1. The Opening (The Premise) Avoid generic introductions. Start with a sentence that acknowledges the tension in the question.

  • Pattern: "While [Subject X] has been instrumental in achieving [Positive Goal], its effectiveness is often contested due to [Primary Challenge/Bias]."
  • Example for e-governance: "While e-governance has streamlined service delivery in India, there is a growing consensus that the focus on back-end integration has often overshadowed the necessity of user-centric design."

2. The Evidence Pillars (The Weighting) Divide your body into two clear sections:

  • Pillar A (The Merit): "The success/validity of [Subject] is evident in..." (Insert 3-4 points with data/examples).
  • Pillar B (The Limitation): "However, the efficacy of [Subject] is undermined by..." (Insert 3-4 points with data/examples).

3. The Synthesis (The Verdict) The conclusion must be a "reasoned judgment." Do not simply summarize.

  • Avoid: "Thus, both sides have points."
  • Use: "Based on the above, it is evident that while [Subject] is conceptually sound, its operational success depends on [Specific Reform/Condition]."

Common over/under-evaluation traps

The Under-Evaluation Trap (The "Safe" Player)

This is the most common mistake. The candidate provides a perfect "Discuss" answer but forgets to "Evaluate."

  • The Symptom: The answer reads like a textbook chapter. It explains the topic but never takes a stand or judges the merit.
  • The Fix: Use evaluative adjectives: ineffective, suboptimal, landmark, flawed, transformative, superficial.

The Over-Evaluation Trap (The "Opinionated" Player)

The candidate takes a strong stand but forgets that UPSC is a test for a civil servant, not an editorial columnist.

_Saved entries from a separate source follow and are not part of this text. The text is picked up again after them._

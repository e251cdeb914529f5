//! Scenario event scheduling
//!
//! Resolves which configured scenario events fire in a given year. The event
//! generator decides whether a due event can actually start.

use crate::events::types::{EventKind, EventSchedule, ScenarioEvent, ScheduledEvent};

/// Holds the configured scenario events for a run
#[derive(Debug, Clone, Default)]
pub struct ScenarioEventHandler {
    events: Vec<ScheduledEvent>,
}

impl ScenarioEventHandler {
    /// Create a new handler with the given events
    pub fn new(events: Vec<ScheduledEvent>) -> Self {
        Self { events }
    }

    /// Get all events scheduled for a specific year index, in configuration order
    pub fn events_for_year(&self, year: usize) -> Vec<&ScenarioEvent> {
        self.events
            .iter()
            .filter(|scheduled| scheduled.schedule.should_execute(year))
            .map(|scheduled| &scheduled.event)
            .collect()
    }

    /// Check that every configured event can be scheduled
    ///
    /// Returns a description of the first problem found.
    pub fn validate(&self) -> Result<(), String> {
        for (idx, scheduled) in self.events.iter().enumerate() {
            let kind = scheduled.event.kind;
            if !kind.is_schedulable() {
                return Err(format!(
                    "scenario event {idx}: {kind} cannot be scheduled (schedule {} instead)",
                    EventKind::WarStart
                ));
            }
            if !scheduled.event.severity.is_finite() || scheduled.event.severity < 0.0 {
                return Err(format!(
                    "scenario event {idx}: severity must be a non-negative number"
                ));
            }
            if let EventSchedule::Repeating { interval: 0, .. } = scheduled.schedule {
                return Err(format!("scenario event {idx}: repeat interval must be > 0"));
            }
        }
        Ok(())
    }

    pub fn len(&self) -> usize {
        self.events.len()
    }

    pub fn is_empty(&self) -> bool {
        self.events.is_empty()
    }
}
//! Simulation State
//!
//! Running economic state carried from one simulated year to the next. Every
//! other quantity is recomputed each year from baseline rates plus that
//! year's event adjustments.
//!
//! # Critical Invariants
//!
//! 1. **Positive GDP and population**: both only ever grow by factors > 0
//!    because the growth floors keep `1 + rate` positive
//! 2. **Non-negative debt**: surpluses retire debt down to zero, never below
//! 3. **Inflation factor**: cumulative product of `1 + inflation` since year 0

use crate::events::types::EventImpact;
use serde::{Deserialize, Serialize};

/// Lowest inflation rate any year may run at
pub const INFLATION_FLOOR: f64 = -0.02;
/// Lowest real GDP growth rate any year may run at
pub const GDP_GROWTH_FLOOR: f64 = -0.15;
/// Lowest interest rate any year may run at
pub const INTEREST_RATE_FLOOR: f64 = 0.005;
/// Lowest population growth rate any year may run at
pub const POPULATION_GROWTH_FLOOR: f64 = -0.03;

/// State owned and mutated by the orchestrator across years
///
/// # Example
///
/// ```rust
/// use fiscal_simulator_core_rs::EconomicState;
///
/// let state = EconomicState::new(20.0, 25.0, 330.0);
/// assert_eq!(state.debt_to_gdp_ratio(), 80.0);
/// assert_eq!(state.inflation_factor(), 1.0);
/// ```
#[derive(Debug, Clone, PartialEq, Serialize, Deserialize)]
pub struct EconomicState {
    /// Debt in current dollars (trillions)
    nominal_debt: f64,
    /// Nominal GDP (trillions)
    gdp: f64,
    /// Population (millions)
    population: f64,
    /// Price level relative to year 0
    inflation_factor: f64,
}

/// Rates in effect for one simulated year
#[derive(Debug, Clone, Copy, PartialEq, Serialize, Deserialize)]
pub struct YearRates {
    pub interest_rate: f64,
    pub inflation_rate: f64,
    pub gdp_growth_rate: f64,
    pub population_growth_rate: f64,
}

impl YearRates {
    /// Add one event's deltas, then re-apply the floors
    ///
    /// Returns the event's deficit impact so the caller can accumulate it.
    pub fn apply(&mut self, impact: &EventImpact) -> f64 {
        self.inflation_rate += impact.inflation;
        self.gdp_growth_rate += impact.gdp_growth;
        self.interest_rate += impact.interest_rate;
        if let Some(population) = impact.population_growth {
            self.population_growth_rate += population;
        }
        *self = self.clamped();
        impact.deficit
    }

    /// Copy with every rate raised to its floor where needed
    pub fn clamped(self) -> Self {
        Self {
            interest_rate: self.interest_rate.max(INTEREST_RATE_FLOOR),
            inflation_rate: self.inflation_rate.max(INFLATION_FLOOR),
            gdp_growth_rate: self.gdp_growth_rate.max(GDP_GROWTH_FLOOR),
            population_growth_rate: self.population_growth_rate.max(POPULATION_GROWTH_FLOOR),
        }
    }
}

/// Flows computed while advancing the state by one year
#[derive(Debug, Clone, Copy, PartialEq)]
pub struct YearFlows {
    /// Interest on the prior year-end debt
    pub interest_payment: f64,
    /// Deficit plus event deficit impact
    pub principal_change: f64,
    /// Nominal amount inflation eroded this year
    pub inflation_adjustment: f64,
}

impl EconomicState {
    pub fn new(initial_debt: f64, initial_gdp: f64, initial_population: f64) -> Self {
        Self {
            nominal_debt: initial_debt,
            gdp: initial_gdp,
            population: initial_population,
            inflation_factor: 1.0,
        }
    }

    /// Advance population, GDP, debt and price level by one year
    ///
    /// Population growth feeds real GDP growth at half weight; inflation is
    /// applied to nominal GDP after real growth. Interest accrues on the debt
    /// as it stood before this year's deficit.
    pub fn advance(&mut self, rates: &YearRates, principal_change: f64) -> YearFlows {
        self.population *= 1.0 + rates.population_growth_rate;

        let total_gdp_growth = rates.gdp_growth_rate + 0.5 * rates.population_growth_rate;
        self.gdp *= (1.0 + total_gdp_growth) * (1.0 + rates.inflation_rate);

        let interest_payment = self.nominal_debt * rates.interest_rate;
        self.nominal_debt = (self.nominal_debt + principal_change + interest_payment).max(0.0);

        self.inflation_factor *= 1.0 + rates.inflation_rate;

        let inflation_adjustment =
            self.nominal_debt * rates.inflation_rate / (1.0 + rates.inflation_rate);

        YearFlows {
            interest_payment,
            principal_change,
            inflation_adjustment,
        }
    }

    pub fn nominal_debt(&self) -> f64 {
        self.nominal_debt
    }

    /// Debt in year-0 dollars
    pub fn real_debt(&self) -> f64 {
        self.nominal_debt / self.inflation_factor
    }

    pub fn gdp(&self) -> f64 {
        self.gdp
    }

    pub fn population(&self) -> f64 {
        self.population
    }

    pub fn inflation_factor(&self) -> f64 {
        self.inflation_factor
    }

    /// Debt as a percentage of GDP
    pub fn debt_to_gdp_ratio(&self) -> f64 {
        100.0 * self.nominal_debt / self.gdp
    }

    /// Debt per person in dollars (debt in trillions, population in millions)
    pub fn debt_per_capita(&self) -> f64 {
        (self.nominal_debt * 1e12) / (self.population * 1e6)
    }
}

#[cfg(test)]
mod tests {
    use super::*;

    fn rates(interest: f64, inflation: f64, growth: f64, population: f64) -> YearRates {
        YearRates {
            interest_rate: interest,
            inflation_rate: inflation,
            gdp_growth_rate: growth,
            population_growth_rate: population,
        }
    }

    #[test]
    fn test_floors_applied_after_each_event() {
        let mut year = rates(0.01, 0.0, 0.0, 0.0);
        let crash = EventImpact {
            deficit: 1.0,
            gdp_growth: -0.2,
            inflation: -0.05,
            interest_rate: -0.02,
            population_growth: Some(-0.1),
        };

        let deficit = year.apply(&crash);

        assert_eq!(deficit, 1.0);
        assert_eq!(year.gdp_growth_rate, GDP_GROWTH_FLOOR);
        assert_eq!(year.inflation_rate, INFLATION_FLOOR);
        assert_eq!(year.interest_rate, INTEREST_RATE_FLOOR);
        assert_eq!(year.population_growth_rate, POPULATION_GROWTH_FLOOR);

        // A later positive delta starts from the floor, not the unclamped sum
        year.apply(&EventImpact {
            gdp_growth: 0.05,
            ..EventImpact::default()
        });
        assert!((year.gdp_growth_rate - (GDP_GROWTH_FLOOR + 0.05)).abs() < 1e-12);
    }

    #[test]
    fn test_interest_accrues_on_prior_debt() {
        let mut state = EconomicState::new(10.0, 100.0, 330.0);
        let flows = state.advance(&rates(0.03, 0.0, 0.02, 0.0), 1.0);

        assert!((flows.interest_payment - 0.3).abs() < 1e-12);
        assert!((state.nominal_debt() - 11.3).abs() < 1e-12);
    }

    #[test]
    fn test_population_contributes_half_to_growth() {
        let mut state = EconomicState::new(0.0, 100.0, 100.0);
        state.advance(&rates(0.01, 0.0, 0.02, 0.01), 0.0);

        assert!((state.population() - 101.0).abs() < 1e-9);
        assert!((state.gdp() - 102.5).abs() < 1e-9);
    }

    #[test]
    fn test_inflation_erodes_real_debt() {
        let mut state = EconomicState::new(10.0, 100.0, 330.0);
        let flows = state.advance(&rates(0.005, 0.10, 0.0, 0.0), 0.0);

        let nominal = 10.0 * 1.005;
        assert!((state.real_debt() - nominal / 1.1).abs() < 1e-12);
        assert!((flows.inflation_adjustment - nominal * 0.1 / 1.1).abs() < 1e-12);
    }

    #[test]
    fn test_surplus_never_drives_debt_negative() {
        let mut state = EconomicState::new(1.0, 100.0, 330.0);
        let flows = state.advance(&rates(0.03, 0.0, 0.0, 0.0), -5.0);

        assert_eq!(state.nominal_debt(), 0.0);
        assert_eq!(flows.principal_change, -5.0);
        assert_eq!(state.debt_to_gdp_ratio(), 0.0);
    }

    #[test]
    fn test_debt_per_capita_units() {
        let state = EconomicState::new(33.0, 100.0, 330.0);
        assert!((state.debt_per_capita() - 100_000.0).abs() < 1e-6);
    }
}
//! Integration tests for the economic health assessment

use fiscal_simulator_core_rs::assessment::{DebtRating, GrowthRating, InterestBurdenRating, StabilityRating};
use fiscal_simulator_core_rs::{
    assess, calculate_progression, EconomicEvent, EventImpact, EventKind, InitialConditions,
    OverallRating, SimulationConfig, SimulationError, YearlySnapshot,
};

fn year(index: usize, debt: f64, gdp: f64, growth: f64, interest: f64) -> YearlySnapshot {
    YearlySnapshot {
        year_index: index,
        year: 2025 + index as i32,
        nominal_debt: debt,
        real_debt: debt,
        interest_payment: interest,
        principal_change: 0.0,
        gdp,
        debt_to_gdp_ratio: 100.0 * debt / gdp,
        inflation_adjustment: 0.0,
        inflation_rate: 0.0,
        gdp_growth_rate: growth,
        interest_rate: 0.03,
        population: 330.0,
        population_growth_rate: 0.0,
        debt_per_capita: debt * 1e12 / 330e6,
        events: Vec::new(),
        event_deficit_impact: 0.0,
    }
}

fn with_event(mut snapshot: YearlySnapshot, kind: EventKind) -> YearlySnapshot {
    snapshot.events.push(EconomicEvent {
        kind,
        name: kind.label().to_string(),
        description: String::new(),
        impact: EventImpact::default(),
        duration: 1,
        aftermath_duration: 0,
        aftermath_multiplier: 0.0,
    });
    snapshot
}

fn start() -> InitialConditions {
    InitialConditions {
        debt: 20.0,
        gdp: 100.0,
        debt_ratio: 20.0,
    }
}

#[test]
fn test_ratio_drop_of_exactly_ten_points_is_good() {
    let trajectory = vec![year(0, 15.0, 100.0, 0.02, 0.5), year(1, 10.0, 100.0, 0.02, 0.5)];
    let assessment = assess(&trajectory, start()).unwrap();

    assert_eq!(assessment.debt.change, -10.0);
    assert_eq!(assessment.debt.rating, DebtRating::Good);
    assert_eq!(
        assessment.debt.description,
        "The debt-to-GDP ratio has decreased, showing improving fiscal sustainability."
    );
}

#[test]
fn test_metrics_against_initial_conditions() {
    let trajectory = vec![year(0, 22.0, 105.0, 0.05, 0.6), year(1, 24.0, 110.0, 0.01, 0.66)];
    let assessment = assess(&trajectory, start()).unwrap();

    assert!((assessment.metrics.real_debt_change_percent - 20.0).abs() < 1e-9);
    assert!((assessment.metrics.gdp_change_percent - 10.0).abs() < 1e-9);
    assert!((assessment.growth.average_growth - 0.03).abs() < 1e-12);
    // (0.6/105 + 0.66/110) / 2 * 100
    let expected_interest = (0.6 / 105.0 + 0.66 / 110.0) / 2.0 * 100.0;
    assert!((assessment.interest_burden.average_interest_to_gdp - expected_interest).abs() < 1e-12);
    assert_eq!(assessment.interest_burden.rating, InterestBurdenRating::Excellent);
}

#[test]
fn test_perfect_run_scores_twenty() {
    // Ratio falls 20 points, 4% growth, negligible interest, no downturns
    let trajectory: Vec<_> = (0..10)
        .map(|i| year(i, 0.0, 100.0, 0.04, 0.0))
        .collect();
    let assessment = assess(&trajectory, start()).unwrap();

    assert_eq!(assessment.metrics.score, 20);
    assert_eq!(assessment.overall.rating, OverallRating::MuchBetter);
    assert_eq!(assessment.growth.rating, GrowthRating::Excellent);
    // No booms, so stability stops at Good
    assert_eq!(assessment.stability.rating, StabilityRating::Good);
}

#[test]
fn test_crisis_run_scores_zero() {
    // Ratio up 80 points, contraction, heavy interest, downturn every year
    let trajectory: Vec<_> = (0..10)
        .map(|i| with_event(year(i, 100.0, 100.0, -0.02, 6.0), EventKind::Depression))
        .collect();
    let assessment = assess(&trajectory, start()).unwrap();

    assert_eq!(assessment.metrics.score, 0);
    assert_eq!(assessment.overall.rating, OverallRating::MuchWorse);
    assert_eq!(assessment.debt.rating, DebtRating::Critical);
    assert_eq!(assessment.growth.rating, GrowthRating::Poor);
    assert_eq!(assessment.stability.rating, StabilityRating::Poor);
    assert_eq!(assessment.interest_burden.rating, InterestBurdenRating::Critical);
}

#[test]
fn test_boom_without_recession_is_excellent_stability() {
    let mut trajectory: Vec<_> = (0..5).map(|i| year(i, 20.0, 100.0, 0.02, 0.5)).collect();
    trajectory[3] = with_event(trajectory[3].clone(), EventKind::TechRevolution);

    let assessment = assess(&trajectory, start()).unwrap();
    assert_eq!(assessment.stability.rating, StabilityRating::Excellent);
    assert_eq!(assessment.stability.boom_years, 1);
    assert_eq!(assessment.score_breakdown.stability, 5);
}

#[test]
fn test_years_count_once_regardless_of_event_count() {
    let mut trajectory: Vec<_> = (0..10).map(|i| year(i, 20.0, 100.0, 0.02, 0.5)).collect();
    let busy = with_event(trajectory[0].clone(), EventKind::Recession);
    trajectory[0] = with_event(busy, EventKind::Recession);

    let assessment = assess(&trajectory, start()).unwrap();
    assert_eq!(assessment.stability.recession_years, 1);
    assert_eq!(assessment.stability.rating, StabilityRating::Good);
}

#[test]
fn test_empty_trajectory_is_an_error() {
    assert_eq!(assess(&[], start()).unwrap_err(), SimulationError::EmptyTrajectory);
}

#[test]
fn test_initial_conditions_use_percent_ratio() {
    let config = SimulationConfig {
        initial_debt: 30.0,
        initial_gdp: 120.0,
        ..Default::default()
    };
    let initial = InitialConditions::from_config(&config);

    assert_eq!(initial.debt_ratio, 25.0);
}

#[test]
fn test_real_run_assessment_is_consistent() {
    let config = SimulationConfig {
        simulation_years: 100,
        random_seed: Some(12345),
        ..Default::default()
    };
    let trajectory = calculate_progression(config.clone()).unwrap();
    let assessment = assess(&trajectory, InitialConditions::from_config(&config)).unwrap();

    assert!(assessment.metrics.score <= 20);
    assert_eq!(assessment.metrics.score, assessment.score_breakdown.total());
    assert_eq!(assessment.stability.total_years, 100);
    assert_eq!(
        assessment.stability.recession_years,
        trajectory.iter().filter(|s| s.had_downturn()).count()
    );

    let report = assessment.to_string();
    assert!(report.contains(&format!("Overall Assessment: {}", assessment.overall.rating)));
}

  • The Symptom: Using emotional language ("The government's failure is catastrophic") or taking extreme ideological stances without citing a report or a judgment.
  • The Fix: Anchor every criticism in a source. Instead of "The policy is bad," use "The [Name] Committee highlighted that the policy failed to address [X]."

The "Critical" Oversight

In "Critically Evaluate," candidates often ignore the "Critically" part.

  • The Mistake: Treating "Critically Evaluate" as the same as "Evaluate."
  • The Fix: "Critically" means you must look at the assumptions. If a question asks to critically evaluate a scheme, ask: Was the premise of the scheme correct? Did it address the root cause or just the symptom?

To see how these traps impact your score, you can get scored on this question using our 5-dimensional rubric, which specifically weights "Demand-Directive" as 20% of your total marks.

Practice Prompt

To apply this framework, try answering the following prompt from the 2025 papers:

"The Government of India recently stated that Left Wing Extremism (LWE) will be eliminated by 2026. Evaluate the feasibility of this target in light of the socio-economic conditions of the affected regions." (10M / 150 words)

Checklist for your practice:

  • Did you start with a premise acknowledging the ambition of the 2026 target?
  • Did you provide evidence of success (e.g., reduction in violence, infrastructure growth)?
  • Did you provide evidence of remaining challenges (e.g., land alienation, tribal distrust)?
  • Did your conclusion give a "verdict" on whether 2026 is a realistic deadline or an aspirational one?

Conclusion: Your Next Step

Evaluation is the bridge between being a student (who knows facts) and being an officer (who can make decisions). The key is to stop describing and start judging—but always with evidence as your shield.

Your next action: Pick one "Evaluate" PYQ from the last three years. Write the answer using the Verdict-with-Evidence formula, and specifically highlight the sentence where you provide your final judgment.